What to work on => An exact copy of all the entries below is what this task needs.

[Collected data]
######

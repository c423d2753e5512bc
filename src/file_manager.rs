//! # File Management Module
//!
//! Discovery of convertible files under a source path.
//!
//! ## Supported input formats:
//! MP4, AVI, MOV, MKV, WMV, FLV, GIF, M4V, 3GP, WebM (extension compared
//! case-insensitively). WebM inputs are kept so an existing WebM can be
//! re-encoded at another quality or trimmed to a range.
//!
//! ## Discovery rules:
//! - A directory is walked recursively, directories themselves are never returned
//! - Symlinked files are returned like regular files
//! - A single file is returned as-is, without checking its extension
//! - Any traversal error aborts the whole discovery, no partial list is returned
//! - Order is the filesystem enumeration order
//!
//! ## Example:
//! ```ignore
//! let files = FileManager::find_media_files(Path::new("/path/to/videos"))?;
//! ```

use crate::error::ConvertError;
use std::path::{Path, PathBuf};
use walkdir::WalkDir;

/// Extensions picked up by directory discovery (lowercase, without dot)
pub const SUPPORTED_EXTENSIONS: &[&str] = &[
    "mp4", "avi", "mov", "mkv", "wmv", "flv", "gif", "m4v", "3gp", "webm",
];

/// Manages file discovery
pub struct FileManager;

impl FileManager {
    /// Find all supported media files under `root`.
    ///
    /// When `root` is a file, it is returned as the only element.
    pub fn find_media_files(root: &Path) -> Result<Vec<PathBuf>, ConvertError> {
        if root.is_file() {
            return Ok(vec![root.to_path_buf()]);
        }

        let mut files = Vec::new();

        for entry in WalkDir::new(root) {
            let entry = entry.map_err(|source| ConvertError::Discovery {
                path: source
                    .path()
                    .map(Path::to_path_buf)
                    .unwrap_or_else(|| root.to_path_buf()),
                source,
            })?;

            // Follows symlinks, so a linked file counts while a linked directory does not.
            if entry.path().is_file() && Self::is_supported_format(entry.path()) {
                files.push(entry.into_path());
            }
        }

        Ok(files)
    }

    /// Check if a file format is supported
    pub fn is_supported_format(path: &Path) -> bool {
        match path.extension() {
            Some(ext) => {
                let ext_lower = ext.to_string_lossy().to_lowercase();
                SUPPORTED_EXTENSIONS.contains(&ext_lower.as_str())
            }
            None => false,
        }
    }
}

#[cfg(test)]
mod tests {
    use super::*;
    use std::collections::HashSet;
    use std::fs;
    use tempfile::TempDir;

    fn touch(path: &Path) {
        if let Some(parent) = path.parent() {
            fs::create_dir_all(parent).unwrap();
        }
        fs::write(path, b"").unwrap();
    }

    #[test]
    fn test_is_supported_format() {
        for ext in SUPPORTED_EXTENSIONS {
            assert!(FileManager::is_supported_format(Path::new(&format!("a.{}", ext))));
        }
        assert!(FileManager::is_supported_format(Path::new("CLIP.MP4")));
        assert!(FileManager::is_supported_format(Path::new("anim.Gif")));
        assert!(!FileManager::is_supported_format(Path::new("notes.txt")));
        assert!(!FileManager::is_supported_format(Path::new("README")));
    }

    #[test]
    fn test_find_media_files_filters_and_recurses() {
        let temp_dir = TempDir::new().unwrap();
        let root = temp_dir.path();

        touch(&root.join("a.mp4"));
        touch(&root.join("b.MP4"));
        touch(&root.join("notes.txt"));
        touch(&root.join("nested/deep/c.webm"));
        touch(&root.join("nested/d.3gp"));
        fs::create_dir_all(root.join("folder.mkv")).unwrap();

        let found: HashSet<PathBuf> = FileManager::find_media_files(root)
            .unwrap()
            .into_iter()
            .collect();

        let expected: HashSet<PathBuf> = [
            root.join("a.mp4"),
            root.join("b.MP4"),
            root.join("nested/deep/c.webm"),
            root.join("nested/d.3gp"),
        ]
        .into_iter()
        .collect();

        assert_eq!(found, expected);
    }

    #[test]
    fn test_find_media_files_is_idempotent() {
        let temp_dir = TempDir::new().unwrap();
        for ext in SUPPORTED_EXTENSIONS {
            touch(&temp_dir.path().join(format!("sub/{}/clip.{}", ext, ext)));
        }

        let first = FileManager::find_media_files(temp_dir.path()).unwrap();
        let second = FileManager::find_media_files(temp_dir.path()).unwrap();

        assert_eq!(first.len(), SUPPORTED_EXTENSIONS.len());
        assert_eq!(
            first.into_iter().collect::<HashSet<_>>(),
            second.into_iter().collect::<HashSet<_>>()
        );
    }

    #[cfg(unix)]
    #[test]
    fn test_symlinked_file_is_discovered() {
        let temp_dir = TempDir::new().unwrap();
        let outside = TempDir::new().unwrap();
        let root = temp_dir.path();

        let real = outside.path().join("real.mp4");
        touch(&real);
        touch(&root.join("plain.mp4"));
        std::os::unix::fs::symlink(&real, root.join("link.mp4")).unwrap();
        std::os::unix::fs::symlink(outside.path(), root.join("linked_dir.mkv")).unwrap();

        let found: HashSet<PathBuf> = FileManager::find_media_files(root)
            .unwrap()
            .into_iter()
            .collect();

        let expected: HashSet<PathBuf> = [root.join("plain.mp4"), root.join("link.mp4")]
            .into_iter()
            .collect();
        assert_eq!(found, expected);
    }

    #[test]
    fn test_single_file_bypasses_walk() {
        let temp_dir = TempDir::new().unwrap();
        let file = temp_dir.path().join("movie.unknown");
        touch(&file);

        let found = FileManager::find_media_files(&file).unwrap();
        assert_eq!(found, vec![file]);
    }

    #[test]
    fn test_missing_root_is_discovery_error() {
        let temp_dir = TempDir::new().unwrap();
        let missing = temp_dir.path().join("does-not-exist");

        let err = FileManager::find_media_files(&missing).unwrap_err();
        match err {
            ConvertError::Discovery { path, .. } => assert_eq!(path, missing),
            other => panic!("unexpected error: {}", other),
        }
    }
}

######

Solution below =>
repository c423d2753e5512bc
filename src/file_manager.rs
//! # File Management Module
//!
//! Discovery of convertible files under a source path.
//!
//! ## Supported input formats:
//! MP4, AVI, MOV, MKV, WMV, FLV, GIF, M4V, 3GP, WebM (extension compared
//! case-insensitively). WebM inputs are kept so an existing WebM can be
//! re-encoded at another quality or trimmed to a range.
//!
//! ## Discovery rules:
//! - A directory is walked recursively, directories themselves are never returned
//! - Symlinked files are returned like regular files
//! - A single file is returned as-is, without checking its extension
//! - Any traversal error aborts the whole discovery, no partial list is returned
//! - Order is the filesystem enumeration order
//!
//! ## Example:
//! ```ignore
//! let files = FileManager::find_media_files(Path::new("/path/to/videos"))?;
//! ```

use crate::error::ConvertError;
use std::path::{Path, PathBuf};
use walkdir::WalkDir;

/// Extensions picked up by directory discovery (lowercase, without dot)
pub const SUPPORTED_EXTENSIONS: &[&str] = &[
    "mp4", "avi", "mov", "mkv", "wmv", "flv", "gif", "m4v", "3gp", "webm",
];

/// Manages file discovery
pub struct FileManager;

impl FileManager {
    /// Find all supported media files under `root`.
    ///
    /// When `root` is a file, it is returned as the only element.
    pub fn find_media_files(root: &Path) -> Result<Vec<PathBuf>, ConvertError> {
        if root.is_file() {
            return Ok(vec![root.to_path_buf()]);
        }

        let mut files = Vec::new();

        for entry in WalkDir::new(root) {
            let entry = entry.map_err(|source| ConvertError::Discovery {
                path: source
                    .path()
                    .map(Path::to_path_buf)
                    .unwrap_or_else(|| root.to_path_buf()),
                source,
            })?;

            // Follows symlinks, so a linked file counts while a linked directory does not.
            if entry.path().is_file() && Self::is_supported_format(entry.path()) {
                files.push(entry.into_path());
            }
        }

        Ok(files)
    }

    /// Check if a file format is supported
    pub fn is_supported_format(path: &Path) -> bool {
        match path.extension() {
            Some(ext) => {
                let ext_lower = ext.to_string_lossy().to_lowercase();
                SUPPORTED_EXTENSIONS.contains(&ext_lower.as_str())
            }
            None => false,
        }
    }
}

#[cfg(test)]
mod tests {
    use super::*;
    use std::collections::HashSet;
    use std::fs;
    use tempfile::TempDir;

    fn touch(path: &Path) {
        if let Some(parent) = path.parent() {
            fs::create_dir_all(parent).unwrap();
        }
        fs::write(path, b"").unwrap();
    }

    #[test]
    fn test_is_supported_format() {
        for ext in SUPPORTED_EXTENSIONS {
            assert!(FileManager::is_supported_format(Path::new(&format!("a.{}", ext))));
        }
        assert!(FileManager::is_supported_format(Path::new("CLIP.MP4")));
        assert!(FileManager::is_supported_format(Path::new("anim.Gif")));
        assert!(!FileManager::is_supported_format(Path::new("notes.txt")));
        assert!(!FileManager::is_supported_format(Path::new("README")));
    }

    #[test]
    fn test_find_media_files_filters_and_recurses() {
        let temp_dir = TempDir::new().unwrap();
        let root = temp_dir.path();

        touch(&root.join("a.mp4"));
        touch(&root.join("b.MP4"));
        touch(&root.join("notes.txt"));
        touch(&root.join("nested/deep/c.webm"));
        touch(&root.join("nested/d.3gp"));
        fs::create_dir_all(root.join("folder.mkv")).unwrap();

        let found: HashSet<PathBuf> = FileManager::find_media_files(root)
            .unwrap()
            .into_iter()
            .collect();

        let expected: HashSet<PathBuf> = [
            root.join("a.mp4"),
            root.join("b.MP4"),
            root.join("nested/deep/c.webm"),
            root.join("nested/d.3gp"),
        ]
        .into_iter()
        .collect();

        assert_eq!(found, expected);
    }

    #[test]
    fn test_find_media_files_is_idempotent() {
        let temp_dir = TempDir::new().unwrap();
        for ext in SUPPORTED_EXTENSIONS {
            touch(&temp_dir.path().join(format!("sub/{}/clip.{}", ext, ext)));
        }

        let first = FileManager::find_media_files(temp_dir.path()).unwrap();
        let second = FileManager::find_media_files(temp_dir.path()).unwrap();

        assert_eq!(first.len(), SUPPORTED_EXTENSIONS.len());
        assert_eq!(
            first.into_iter().collect::<HashSet<_>>(),
            second.into_iter().collect::<HashSet<_>>()
        );
    }

    #[cfg(unix)]
    #[test]
    fn test_symlinked_file_is_discovered() {
        let temp_dir = TempDir::new().unwrap();
        let outside = TempDir::new().unwrap();
        let root = temp_dir.path();

        let real = outside.path().join("real.mp4");
        touch(&real);
        touch(&root.join("plain.mp4"));
        std::os::unix::fs::symlink(&real, root.join("link.mp4")).unwrap();
        std::os::unix::fs::symlink(outside.path(), root.join("linked_dir.mkv")).unwrap();

        let found: HashSet<PathBuf> = FileManager::find_media_files(root)
            .unwrap()
            .into_iter()
            .collect();

        let expected: HashSet<PathBuf> = [root.join("plain.mp4"), root.join("link.mp4")]
            .into_iter()
            .collect();
        assert_eq!(found, expected);
    }

    #[test]
    fn test_single_file_bypasses_walk() {
        let temp_dir = TempDir::new().unwrap();
        let file = temp_dir.path().join("movie.unknown");
        touch(&file);

        let found = FileManager::find_media_files(&file).unwrap();
        assert_eq!(found, vec![file]);
    }

    #[test]
    fn test_missing_root_is_discovery_error() {
        let temp_dir = TempDir::new().unwrap();
        let missing = temp_dir.path().join("does-not-exist");

        let err = FileManager::find_media_files(&missing).unwrap_err();
        match err {
            ConvertError::Discovery { path, .. } => assert_eq!(path, missing),
            other => panic!("unexpected error: {}", other),
        }
    }
}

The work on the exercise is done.